(Stored data)
______
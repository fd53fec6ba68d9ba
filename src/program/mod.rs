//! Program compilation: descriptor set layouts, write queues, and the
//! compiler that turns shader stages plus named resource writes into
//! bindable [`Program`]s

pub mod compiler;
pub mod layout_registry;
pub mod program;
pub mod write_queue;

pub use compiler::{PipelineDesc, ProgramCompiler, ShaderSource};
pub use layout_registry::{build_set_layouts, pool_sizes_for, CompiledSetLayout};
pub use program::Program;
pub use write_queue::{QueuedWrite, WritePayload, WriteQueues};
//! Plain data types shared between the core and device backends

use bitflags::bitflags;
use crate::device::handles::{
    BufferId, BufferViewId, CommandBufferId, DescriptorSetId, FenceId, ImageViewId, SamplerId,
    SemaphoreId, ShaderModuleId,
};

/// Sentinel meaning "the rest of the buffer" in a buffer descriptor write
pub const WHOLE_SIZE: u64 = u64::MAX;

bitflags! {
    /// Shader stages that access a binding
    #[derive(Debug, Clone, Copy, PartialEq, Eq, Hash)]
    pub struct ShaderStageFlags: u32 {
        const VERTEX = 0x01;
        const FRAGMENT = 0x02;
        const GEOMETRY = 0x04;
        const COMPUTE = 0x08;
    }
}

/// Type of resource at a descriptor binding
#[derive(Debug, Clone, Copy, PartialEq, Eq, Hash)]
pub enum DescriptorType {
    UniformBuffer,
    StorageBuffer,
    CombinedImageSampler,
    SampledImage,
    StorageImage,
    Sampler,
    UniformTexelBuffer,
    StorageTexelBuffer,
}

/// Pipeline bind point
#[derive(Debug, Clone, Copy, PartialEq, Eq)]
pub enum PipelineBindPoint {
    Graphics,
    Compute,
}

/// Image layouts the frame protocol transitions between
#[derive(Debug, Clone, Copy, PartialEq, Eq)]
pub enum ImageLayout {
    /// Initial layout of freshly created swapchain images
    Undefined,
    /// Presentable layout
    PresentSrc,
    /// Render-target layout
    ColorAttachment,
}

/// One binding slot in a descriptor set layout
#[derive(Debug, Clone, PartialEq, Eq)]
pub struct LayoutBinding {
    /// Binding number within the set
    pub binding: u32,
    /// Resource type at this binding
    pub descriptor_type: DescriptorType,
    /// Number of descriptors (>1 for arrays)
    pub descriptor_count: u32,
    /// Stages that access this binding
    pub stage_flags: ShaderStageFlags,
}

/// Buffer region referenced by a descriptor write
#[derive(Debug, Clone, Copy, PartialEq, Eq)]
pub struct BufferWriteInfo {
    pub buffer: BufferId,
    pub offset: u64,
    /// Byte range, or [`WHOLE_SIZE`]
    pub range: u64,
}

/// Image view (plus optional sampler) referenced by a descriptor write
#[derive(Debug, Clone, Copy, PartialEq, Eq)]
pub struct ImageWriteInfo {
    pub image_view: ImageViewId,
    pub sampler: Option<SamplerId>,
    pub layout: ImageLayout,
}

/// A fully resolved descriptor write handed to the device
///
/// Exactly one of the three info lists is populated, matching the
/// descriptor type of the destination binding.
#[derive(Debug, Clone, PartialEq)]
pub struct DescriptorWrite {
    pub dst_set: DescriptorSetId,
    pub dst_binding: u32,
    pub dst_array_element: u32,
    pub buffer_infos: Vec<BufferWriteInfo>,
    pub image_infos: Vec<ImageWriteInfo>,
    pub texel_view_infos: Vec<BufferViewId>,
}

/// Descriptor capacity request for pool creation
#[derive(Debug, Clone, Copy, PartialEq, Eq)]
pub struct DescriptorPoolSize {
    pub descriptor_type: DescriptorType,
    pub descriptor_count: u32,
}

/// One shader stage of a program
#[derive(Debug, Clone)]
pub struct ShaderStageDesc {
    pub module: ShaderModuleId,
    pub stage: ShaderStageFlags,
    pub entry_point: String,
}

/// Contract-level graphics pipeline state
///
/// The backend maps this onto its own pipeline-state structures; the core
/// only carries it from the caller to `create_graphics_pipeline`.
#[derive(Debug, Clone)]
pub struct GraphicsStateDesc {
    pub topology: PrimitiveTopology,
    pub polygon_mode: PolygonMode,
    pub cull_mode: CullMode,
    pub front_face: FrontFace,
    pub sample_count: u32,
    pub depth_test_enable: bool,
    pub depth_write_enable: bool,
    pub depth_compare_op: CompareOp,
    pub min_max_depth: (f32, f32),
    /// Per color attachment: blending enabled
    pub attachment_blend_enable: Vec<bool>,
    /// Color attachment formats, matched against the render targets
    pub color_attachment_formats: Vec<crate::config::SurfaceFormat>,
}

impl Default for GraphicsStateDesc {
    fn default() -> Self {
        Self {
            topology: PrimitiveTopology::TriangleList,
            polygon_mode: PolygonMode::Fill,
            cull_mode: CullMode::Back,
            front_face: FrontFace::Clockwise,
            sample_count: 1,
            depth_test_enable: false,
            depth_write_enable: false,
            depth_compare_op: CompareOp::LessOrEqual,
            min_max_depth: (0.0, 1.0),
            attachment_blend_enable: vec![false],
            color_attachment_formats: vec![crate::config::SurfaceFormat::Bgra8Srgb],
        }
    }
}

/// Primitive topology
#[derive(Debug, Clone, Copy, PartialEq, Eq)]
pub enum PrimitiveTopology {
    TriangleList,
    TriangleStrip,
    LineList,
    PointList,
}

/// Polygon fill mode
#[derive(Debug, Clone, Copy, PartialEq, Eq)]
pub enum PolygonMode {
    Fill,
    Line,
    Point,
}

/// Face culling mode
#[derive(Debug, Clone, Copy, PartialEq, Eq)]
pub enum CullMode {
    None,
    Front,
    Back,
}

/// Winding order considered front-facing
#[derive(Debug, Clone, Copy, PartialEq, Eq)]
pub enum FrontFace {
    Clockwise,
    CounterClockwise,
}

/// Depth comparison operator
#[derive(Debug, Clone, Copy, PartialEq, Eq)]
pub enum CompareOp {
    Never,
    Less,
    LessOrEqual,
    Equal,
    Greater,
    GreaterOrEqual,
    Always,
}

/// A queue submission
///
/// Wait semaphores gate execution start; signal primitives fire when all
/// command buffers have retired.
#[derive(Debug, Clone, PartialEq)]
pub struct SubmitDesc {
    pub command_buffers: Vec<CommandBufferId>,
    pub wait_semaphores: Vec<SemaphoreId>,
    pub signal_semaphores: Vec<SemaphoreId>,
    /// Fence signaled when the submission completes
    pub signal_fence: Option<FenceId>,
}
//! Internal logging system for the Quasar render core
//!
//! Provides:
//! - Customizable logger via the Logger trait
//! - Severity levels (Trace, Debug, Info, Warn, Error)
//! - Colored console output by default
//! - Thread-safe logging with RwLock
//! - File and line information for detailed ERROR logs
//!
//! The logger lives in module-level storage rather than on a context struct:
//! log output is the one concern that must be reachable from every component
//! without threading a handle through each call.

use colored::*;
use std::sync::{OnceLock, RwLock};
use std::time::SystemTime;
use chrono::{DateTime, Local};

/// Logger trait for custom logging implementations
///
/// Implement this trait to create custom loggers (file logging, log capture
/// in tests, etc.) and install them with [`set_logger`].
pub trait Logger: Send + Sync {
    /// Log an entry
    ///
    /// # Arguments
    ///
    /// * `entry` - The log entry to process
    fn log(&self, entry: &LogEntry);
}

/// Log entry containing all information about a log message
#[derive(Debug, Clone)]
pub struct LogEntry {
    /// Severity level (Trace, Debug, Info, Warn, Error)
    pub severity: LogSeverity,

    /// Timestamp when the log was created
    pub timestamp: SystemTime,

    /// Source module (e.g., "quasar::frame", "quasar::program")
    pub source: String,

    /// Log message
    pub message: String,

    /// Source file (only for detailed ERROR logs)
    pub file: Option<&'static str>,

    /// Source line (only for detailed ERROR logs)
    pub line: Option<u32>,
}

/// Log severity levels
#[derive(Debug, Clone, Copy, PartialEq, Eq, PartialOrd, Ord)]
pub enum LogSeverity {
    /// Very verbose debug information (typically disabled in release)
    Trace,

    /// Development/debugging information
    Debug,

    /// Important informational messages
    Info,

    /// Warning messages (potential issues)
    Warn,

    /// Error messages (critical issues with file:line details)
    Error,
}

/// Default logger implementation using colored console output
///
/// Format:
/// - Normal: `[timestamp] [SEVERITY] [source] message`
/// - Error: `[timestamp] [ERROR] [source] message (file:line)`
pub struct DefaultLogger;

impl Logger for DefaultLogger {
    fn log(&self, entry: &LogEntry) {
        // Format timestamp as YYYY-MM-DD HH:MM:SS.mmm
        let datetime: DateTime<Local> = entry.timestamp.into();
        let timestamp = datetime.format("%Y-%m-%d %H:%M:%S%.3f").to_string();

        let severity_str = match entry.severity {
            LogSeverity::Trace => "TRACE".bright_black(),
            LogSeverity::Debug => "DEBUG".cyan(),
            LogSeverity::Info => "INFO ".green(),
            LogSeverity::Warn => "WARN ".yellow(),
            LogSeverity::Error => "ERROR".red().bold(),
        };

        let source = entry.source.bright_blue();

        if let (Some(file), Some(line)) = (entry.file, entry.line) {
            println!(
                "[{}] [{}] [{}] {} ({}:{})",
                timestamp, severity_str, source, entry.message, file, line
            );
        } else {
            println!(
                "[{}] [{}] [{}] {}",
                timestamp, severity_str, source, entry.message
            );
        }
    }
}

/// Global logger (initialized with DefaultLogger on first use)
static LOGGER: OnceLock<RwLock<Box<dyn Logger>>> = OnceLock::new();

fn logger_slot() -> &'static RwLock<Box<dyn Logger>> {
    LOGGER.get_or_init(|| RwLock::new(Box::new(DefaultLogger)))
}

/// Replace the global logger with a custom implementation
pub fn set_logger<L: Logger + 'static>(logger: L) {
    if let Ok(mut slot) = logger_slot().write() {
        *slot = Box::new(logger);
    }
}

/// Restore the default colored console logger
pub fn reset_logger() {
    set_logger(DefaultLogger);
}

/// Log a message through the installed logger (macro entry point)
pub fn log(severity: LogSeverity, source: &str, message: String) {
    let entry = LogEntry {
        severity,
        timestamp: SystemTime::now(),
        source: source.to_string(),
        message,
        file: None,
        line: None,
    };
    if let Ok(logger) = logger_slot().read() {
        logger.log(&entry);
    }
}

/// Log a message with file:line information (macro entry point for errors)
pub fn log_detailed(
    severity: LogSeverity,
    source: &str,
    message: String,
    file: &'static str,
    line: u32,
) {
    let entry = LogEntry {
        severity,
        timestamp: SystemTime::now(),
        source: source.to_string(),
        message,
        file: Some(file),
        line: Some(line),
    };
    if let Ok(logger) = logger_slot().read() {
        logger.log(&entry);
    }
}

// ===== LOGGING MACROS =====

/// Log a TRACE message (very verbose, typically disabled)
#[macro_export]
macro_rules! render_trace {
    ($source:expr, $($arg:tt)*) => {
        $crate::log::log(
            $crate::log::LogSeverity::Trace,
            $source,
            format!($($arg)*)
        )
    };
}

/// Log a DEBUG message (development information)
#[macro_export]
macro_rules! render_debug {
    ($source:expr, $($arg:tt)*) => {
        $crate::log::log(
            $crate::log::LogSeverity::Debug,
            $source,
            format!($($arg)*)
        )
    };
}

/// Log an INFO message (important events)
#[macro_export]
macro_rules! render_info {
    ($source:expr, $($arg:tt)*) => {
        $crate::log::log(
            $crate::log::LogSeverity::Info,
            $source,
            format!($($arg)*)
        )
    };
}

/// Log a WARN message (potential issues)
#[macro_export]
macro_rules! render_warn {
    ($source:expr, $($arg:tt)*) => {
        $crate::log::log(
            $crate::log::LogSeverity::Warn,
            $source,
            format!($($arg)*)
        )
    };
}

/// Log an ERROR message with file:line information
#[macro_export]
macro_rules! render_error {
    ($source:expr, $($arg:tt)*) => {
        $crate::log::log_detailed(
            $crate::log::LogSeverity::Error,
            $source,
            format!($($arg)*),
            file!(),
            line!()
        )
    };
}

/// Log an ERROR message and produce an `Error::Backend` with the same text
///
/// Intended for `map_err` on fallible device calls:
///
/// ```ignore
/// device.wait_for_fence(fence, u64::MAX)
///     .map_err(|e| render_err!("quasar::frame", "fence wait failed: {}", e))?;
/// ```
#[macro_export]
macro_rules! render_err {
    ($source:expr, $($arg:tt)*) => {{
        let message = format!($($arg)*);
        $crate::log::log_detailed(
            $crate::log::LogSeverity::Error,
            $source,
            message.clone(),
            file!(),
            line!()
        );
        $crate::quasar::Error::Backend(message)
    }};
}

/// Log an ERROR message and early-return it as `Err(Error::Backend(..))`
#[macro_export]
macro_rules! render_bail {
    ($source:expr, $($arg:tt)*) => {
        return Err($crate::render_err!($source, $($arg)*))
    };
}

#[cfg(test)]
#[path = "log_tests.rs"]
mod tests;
______
#### Activity:
Of the records above, copy each line that includes "return".

#### Answer box:
/// Log an ERROR message and early-return it as `Err(Error::Backend(..))`
        return Err($crate::render_err!($source, $($arg)*))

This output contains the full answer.